Cryptocurrencies – also known as “digital currencies” or “virtual currencies” – are designed to work as a medium of exchange and are created and stored electronically. Depending on the type of cryptocurrency, it may have characteristics of either fiat money or money backed by some underlying asset(s) or claim(s). Furthermore, the OCC also contemplates that “cryptocurrency” may include digital assets “not broadly used as currencies” but did not elaborate further.
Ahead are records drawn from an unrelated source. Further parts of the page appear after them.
//! Per-function frame table: the arena of slots holding virtual-value
//! results.
//!
//! Slots are interned by value name, so two requests for the same name
//! yield the same `Slot` index. A slot's storage kind starts unresolved
//! and is resolved exactly once, on the first typed use or definition;
//! re-resolution to the same kind is a no-op, to a different kind an
//! error.

use crate::declare_entity;
use crate::entity::EntityVec;
use crate::errors::AnalysisError;
use crate::ir::Type;
use anyhow::Result;
use fxhash::FxHashMap;

declare_entity!(Slot, "slot");

/// Storage kind of a frame slot.
#[derive(Clone, Copy, Debug, PartialEq, Eq, Hash)]
pub enum SlotKind {
    Boolean,
    Byte,
    Int,
    Long,
    Float,
    Double,
    Object,
}

/// Map a declared value type to the slot kind that stores it. Pointers,
/// vectors and aggregates all land in object slots.
pub fn slot_kind_of(ty: Type) -> SlotKind {
    match ty {
        Type::I1 => SlotKind::Boolean,
        Type::I8 => SlotKind::Byte,
        Type::I16 | Type::I32 => SlotKind::Int,
        Type::I64 => SlotKind::Long,
        Type::Float => SlotKind::Float,
        Type::Double => SlotKind::Double,
        Type::Pointer | Type::Vector | Type::Array | Type::Struct => SlotKind::Object,
        Type::Void | Type::Metadata => SlotKind::Object,
    }
}

#[derive(Clone, Debug)]
struct SlotData {
    name: String,
    kind: Option<SlotKind>,
}

#[derive(Clone, Debug, Default)]
pub struct FrameTable {
    by_name: FxHashMap<String, Slot>,
    slots: EntityVec<Slot, SlotData>,
}

impl FrameTable {
    /// Intern a value name, creating its slot on first sight. Idempotent:
    /// repeated calls with the same name return the same index.
    pub fn find_or_create(&mut self, name: &str) -> Slot {
        if let Some(&slot) = self.by_name.get(name) {
            return slot;
        }
        let slot = self.slots.push(SlotData {
            name: name.to_string(),
            kind: None,
        });
        self.by_name.insert(name.to_string(), slot);
        slot
    }

    /// Resolve a slot's storage kind from a declared type. Write-once: a
    /// second resolution must agree with the first.
    pub fn resolve_kind(&mut self, slot: Slot, ty: Type) -> Result<()> {
        let want = slot_kind_of(ty);
        let data = &mut self.slots[slot];
        match data.kind {
            None => {
                data.kind = Some(want);
                Ok(())
            }
            Some(have) if have == want => Ok(()),
            Some(have) => Err(AnalysisError::KindConflict {
                slot: data.name.clone(),
                have,
                want,
            }
            .into()),
        }
    }

    pub fn get(&self, name: &str) -> Option<Slot> {
        self.by_name.get(name).copied()
    }

    pub fn name(&self, slot: Slot) -> &str {
        &self.slots[slot].name
    }

    pub fn kind(&self, slot: Slot) -> Option<SlotKind> {
        self.slots[slot].kind
    }

    pub fn len(&self) -> usize {
        self.slots.len()
    }

    pub fn is_empty(&self) -> bool {
        self.slots.is_empty()
    }

    pub fn iter(&self) -> impl Iterator<Item = Slot> {
        self.slots.iter()
    }
}

#[cfg(test)]
mod tests {
    use super::*;

    #[test]
    fn intern_is_idempotent() {
        let mut frame = FrameTable::default();
        let a = frame.find_or_create("a");
        let b = frame.find_or_create("b");
        assert_ne!(a, b);
        assert_eq!(frame.find_or_create("a"), a);
        assert_eq!(frame.len(), 2);
        assert_eq!(frame.name(a), "a");
    }

    #[test]
    fn kind_resolves_once() {
        let mut frame = FrameTable::default();
        let a = frame.find_or_create("a");
        assert_eq!(frame.kind(a), None);
        frame.resolve_kind(a, Type::I32).unwrap();
        assert_eq!(frame.kind(a), Some(SlotKind::Int));
        // Same kind again is a no-op; I16 also maps to Int.
        frame.resolve_kind(a, Type::I16).unwrap();
        assert_eq!(frame.kind(a), Some(SlotKind::Int));
    }

    #[test]
    fn conflicting_kind_is_an_error() {
        let mut frame = FrameTable::default();
        let a = frame.find_or_create("a");
        frame.resolve_kind(a, Type::I32).unwrap();
        let err = frame.resolve_kind(a, Type::Double).unwrap_err();
        match err.downcast_ref::<AnalysisError>() {
            Some(AnalysisError::KindConflict { have, want, .. }) => {
                assert_eq!(*have, SlotKind::Int);
                assert_eq!(*want, SlotKind::Double);
            }
            other => panic!("unexpected error: {:?}", other),
        }
        // The original kind survives the failed re-resolution.
        assert_eq!(frame.kind(a), Some(SlotKind::Int));
    }
}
In the Letter, the OCC reminded banks that they must address the risks associated with the account and customer, including compliance with anti-money laundering rules. Moreover, the unique aspects of cryptocurrency may require the development and implementation of additional controls and processes not utilized with traditional custody services, such as specialized audit procedures to ensure the bank’s controls are effective for digital custody activities. Additionally, banks must address considerations for different types of cryptocurrency which are subject to other regulations, such as those of the SEC or the CFTC, with respect to those cryptocurrencies considered to be securities or commodities, respectively. These additional regulations may require other procedures, processes or reporting.
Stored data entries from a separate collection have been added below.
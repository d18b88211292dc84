//! Intermediate representation for decoded bitcode functions.
//!
//! The decoder hands us fully materialized functions: an ordered list of
//! blocks, each an ordered list of instructions whose operands are
//! [`Symbol`]s. The last instruction of every block must be a terminator.
//! Value-producing instructions name their result; that name is the key
//! under which the frame table interns the result's slot.

use crate::declare_entity;
use crate::entity::EntityVec;

declare_entity!(Block, "block");

/// Storage types, as declared by the decoder's type table. Only the
/// mapping to a slot kind matters for liveness; aggregate shapes are not
/// modeled beyond their tag.
#[derive(Clone, Copy, Debug, PartialEq, Eq, Hash)]
pub enum Type {
    I1,
    I8,
    I16,
    I32,
    I64,
    Float,
    Double,
    Pointer,
    Vector,
    Array,
    Struct,
    Void,
    Metadata,
}

impl std::fmt::Display for Type {
    fn fmt(&self, f: &mut std::fmt::Formatter) -> std::fmt::Result {
        let s = match self {
            Type::I1 => "i1",
            Type::I8 => "i8",
            Type::I16 => "i16",
            Type::I32 => "i32",
            Type::I64 => "i64",
            Type::Float => "float",
            Type::Double => "double",
            Type::Pointer => "ptr",
            Type::Vector => "vector",
            Type::Array => "array",
            Type::Struct => "struct",
            Type::Void => "void",
            Type::Metadata => "metadata",
        };
        write!(f, "{}", s)
    }
}

#[derive(Clone, Copy, Debug, PartialEq, Eq, Hash)]
pub enum BinOp {
    Add,
    Sub,
    Mul,
    UDiv,
    SDiv,
    URem,
    SRem,
    Shl,
    LShr,
    AShr,
    And,
    Or,
    Xor,
    FAdd,
    FSub,
    FMul,
    FDiv,
    FRem,
}

#[derive(Clone, Copy, Debug, PartialEq, Eq, Hash)]
pub enum CmpOp {
    Eq,
    Ne,
    UGt,
    UGe,
    ULt,
    ULe,
    SGt,
    SGe,
    SLt,
    SLe,
    FOEq,
    FONe,
    FOLt,
    FOGt,
    FUno,
}

#[derive(Clone, Copy, Debug, PartialEq, Eq, Hash)]
pub enum CastOp {
    Trunc,
    ZExt,
    SExt,
    FpTrunc,
    FpExt,
    FpToSi,
    FpToUi,
    SiToFp,
    UiToFp,
    PtrToInt,
    IntToPtr,
    Bitcast,
}

/// A compile-time constant operand. Constants occupy no frame slot and
/// never contribute a read.
#[derive(Clone, Debug, PartialEq)]
pub enum Constant {
    Integer(i64),
    Fp(f64),
    Null,
    Undef,
}

/// Any operand value an instruction may reference.
#[derive(Clone, Debug, PartialEq)]
pub enum Symbol {
    /// Compile-time constant; no runtime storage.
    Constant(Constant),
    /// Global value, resolved statically; no frame slot.
    Global { name: String },
    /// Result of a value-producing instruction; reads its slot.
    InstructionResult { name: String, ty: Type },
    /// Function parameter; reads its slot.
    Parameter { name: String, ty: Type },
    /// Metadata reference. Never a valid read target; reaching one during
    /// read extraction is a modeling error.
    Metadata { index: u32 },
}

impl Symbol {
    pub fn constant(value: i64) -> Symbol {
        Symbol::Constant(Constant::Integer(value))
    }

    pub fn result(name: &str, ty: Type) -> Symbol {
        Symbol::InstructionResult {
            name: name.to_string(),
            ty,
        }
    }

    pub fn parameter(name: &str, ty: Type) -> Symbol {
        Symbol::Parameter {
            name: name.to_string(),
            ty,
        }
    }
}

impl std::fmt::Display for Symbol {
    fn fmt(&self, f: &mut std::fmt::Formatter) -> std::fmt::Result {
        match self {
            Symbol::Constant(c) => write!(f, "{:?}", c),
            Symbol::Global { name } => write!(f, "@{}", name),
            Symbol::InstructionResult { name, .. } => write!(f, "%{}", name),
            Symbol::Parameter { name, .. } => write!(f, "%{}", name),
            Symbol::Metadata { index } => write!(f, "!{}", index),
        }
    }
}

/// One decoded instruction. A closed sum over all shapes the decoder can
/// produce, so operand-read and successor dispatch are exhaustive matches
/// checked at build time.
#[derive(Clone, Debug)]
pub enum Instruction {
    Alloc {
        name: String,
        ty: Type,
        count: Symbol,
    },
    Load {
        name: String,
        ty: Type,
        source: Symbol,
    },
    Store {
        source: Symbol,
        destination: Symbol,
    },
    Binary {
        name: String,
        ty: Type,
        op: BinOp,
        lhs: Symbol,
        rhs: Symbol,
    },
    Compare {
        name: String,
        ty: Type,
        op: CmpOp,
        lhs: Symbol,
        rhs: Symbol,
    },
    Cast {
        name: String,
        ty: Type,
        op: CastOp,
        value: Symbol,
    },
    GetElementPtr {
        name: String,
        ty: Type,
        base: Symbol,
        indices: Vec<Symbol>,
    },
    ExtractElement {
        name: String,
        ty: Type,
        index: Symbol,
        vector: Symbol,
    },
    InsertElement {
        name: String,
        ty: Type,
        index: Symbol,
        vector: Symbol,
        value: Symbol,
    },
    InsertValue {
        name: String,
        ty: Type,
        aggregate: Symbol,
        value: Symbol,
    },
    /// Present in the IR but carries no operand-read rule; see the read
    /// extractor.
    ExtractValue {
        name: String,
        ty: Type,
        aggregate: Symbol,
        index: u32,
    },
    ShuffleVector {
        name: String,
        ty: Type,
        mask: Symbol,
        vector1: Symbol,
        vector2: Symbol,
    },
    Select {
        name: String,
        ty: Type,
        condition: Symbol,
        true_value: Symbol,
        false_value: Symbol,
    },
    Call {
        name: String,
        ty: Type,
        callee: String,
        arguments: Vec<Symbol>,
    },
    VoidCall {
        callee: String,
        arguments: Vec<Symbol>,
    },
    /// Join point. Its incoming operands are not ordinary reads; they are
    /// resolved per predecessor edge through the phi table.
    Phi {
        name: String,
        ty: Type,
    },
    Branch {
        target: Block,
    },
    CondBranch {
        condition: Symbol,
        true_target: Option<Block>,
        false_target: Option<Block>,
    },
    IndirectBranch {
        address: Symbol,
        candidates: Vec<Block>,
    },
    Switch {
        condition: Symbol,
        default_target: Block,
        cases: Vec<(Constant, Block)>,
    },
    SwitchOld {
        condition: Symbol,
        default_target: Block,
        cases: Vec<(i64, Block)>,
    },
    Return {
        value: Option<Symbol>,
    },
    Unreachable,
}

impl Instruction {
    /// Result name and type, for value-producing instructions.
    pub fn result(&self) -> Option<(&str, Type)> {
        match self {
            Instruction::Alloc { name, ty, .. }
            | Instruction::Load { name, ty, .. }
            | Instruction::Binary { name, ty, .. }
            | Instruction::Compare { name, ty, .. }
            | Instruction::Cast { name, ty, .. }
            | Instruction::GetElementPtr { name, ty, .. }
            | Instruction::ExtractElement { name, ty, .. }
            | Instruction::InsertElement { name, ty, .. }
            | Instruction::InsertValue { name, ty, .. }
            | Instruction::ExtractValue { name, ty, .. }
            | Instruction::ShuffleVector { name, ty, .. }
            | Instruction::Select { name, ty, .. }
            | Instruction::Call { name, ty, .. }
            | Instruction::Phi { name, ty } => Some((name.as_str(), *ty)),
            Instruction::Store { .. }
            | Instruction::VoidCall { .. }
            | Instruction::Branch { .. }
            | Instruction::CondBranch { .. }
            | Instruction::IndirectBranch { .. }
            | Instruction::Switch { .. }
            | Instruction::SwitchOld { .. }
            | Instruction::Return { .. }
            | Instruction::Unreachable => None,
        }
    }

    pub fn is_terminator(&self) -> bool {
        matches!(
            self,
            Instruction::Branch { .. }
                | Instruction::CondBranch { .. }
                | Instruction::IndirectBranch { .. }
                | Instruction::Switch { .. }
                | Instruction::SwitchOld { .. }
                | Instruction::Return { .. }
                | Instruction::Unreachable
        )
    }

    /// Stable variant name, used in diagnostics.
    pub fn mnemonic(&self) -> &'static str {
        match self {
            Instruction::Alloc { .. } => "alloc",
            Instruction::Load { .. } => "load",
            Instruction::Store { .. } => "store",
            Instruction::Binary { .. } => "binary",
            Instruction::Compare { .. } => "compare",
            Instruction::Cast { .. } => "cast",
            Instruction::GetElementPtr { .. } => "getelementptr",
            Instruction::ExtractElement { .. } => "extractelement",
            Instruction::InsertElement { .. } => "insertelement",
            Instruction::InsertValue { .. } => "insertvalue",
            Instruction::ExtractValue { .. } => "extractvalue",
            Instruction::ShuffleVector { .. } => "shufflevector",
            Instruction::Select { .. } => "select",
            Instruction::Call { .. } => "call",
            Instruction::VoidCall { .. } => "voidcall",
            Instruction::Phi { .. } => "phi",
            Instruction::Branch { .. } => "branch",
            Instruction::CondBranch { .. } => "condbranch",
            Instruction::IndirectBranch { .. } => "indirectbranch",
            Instruction::Switch { .. } => "switch",
            Instruction::SwitchOld { .. } => "switchold",
            Instruction::Return { .. } => "return",
            Instruction::Unreachable => "unreachable",
        }
    }
}

/// Ordered instruction sequence; the last instruction must be a terminator.
#[derive(Clone, Debug, Default)]
pub struct InstructionBlock {
    pub insts: Vec<Instruction>,
}

impl InstructionBlock {
    pub fn new(insts: Vec<Instruction>) -> Self {
        InstructionBlock { insts }
    }

    pub fn terminator(&self) -> Option<&Instruction> {
        self.insts.last().filter(|i| i.is_terminator())
    }
}

#[derive(Clone, Debug, Default)]
pub struct FunctionDefinition {
    pub name: String,
    /// Parameter names and types; each parameter occupies a frame slot
    /// written by the function prologue.
    pub parameters: Vec<(String, Type)>,
    pub blocks: EntityVec<Block, InstructionBlock>,
}

impl FunctionDefinition {
    /// The entry block, by convention the first in the block list.
    pub fn entry(&self) -> Block {
        use crate::entity::EntityRef;
        Block::new(0)
    }
}

#[derive(Clone, Debug, Default)]
pub struct Module {
    pub functions: Vec<FunctionDefinition>,
}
The OCC notably did not discuss the details of an approval process for banks seeking to undertake cryptocurrency custody services. Communication with OCC examination staff is likely advisable, and the profile of each bank will determine the level of OCC review and support needed. The OCC expects bank management and the board to have experience and knowledge to support the activity, which is the case for OCC-chartered banks offering other new products as well. Further, formal approval of business plan revisions may be triggered if new cryptocurrency custody activity represents a material deviation for banks operating under a formal business plan.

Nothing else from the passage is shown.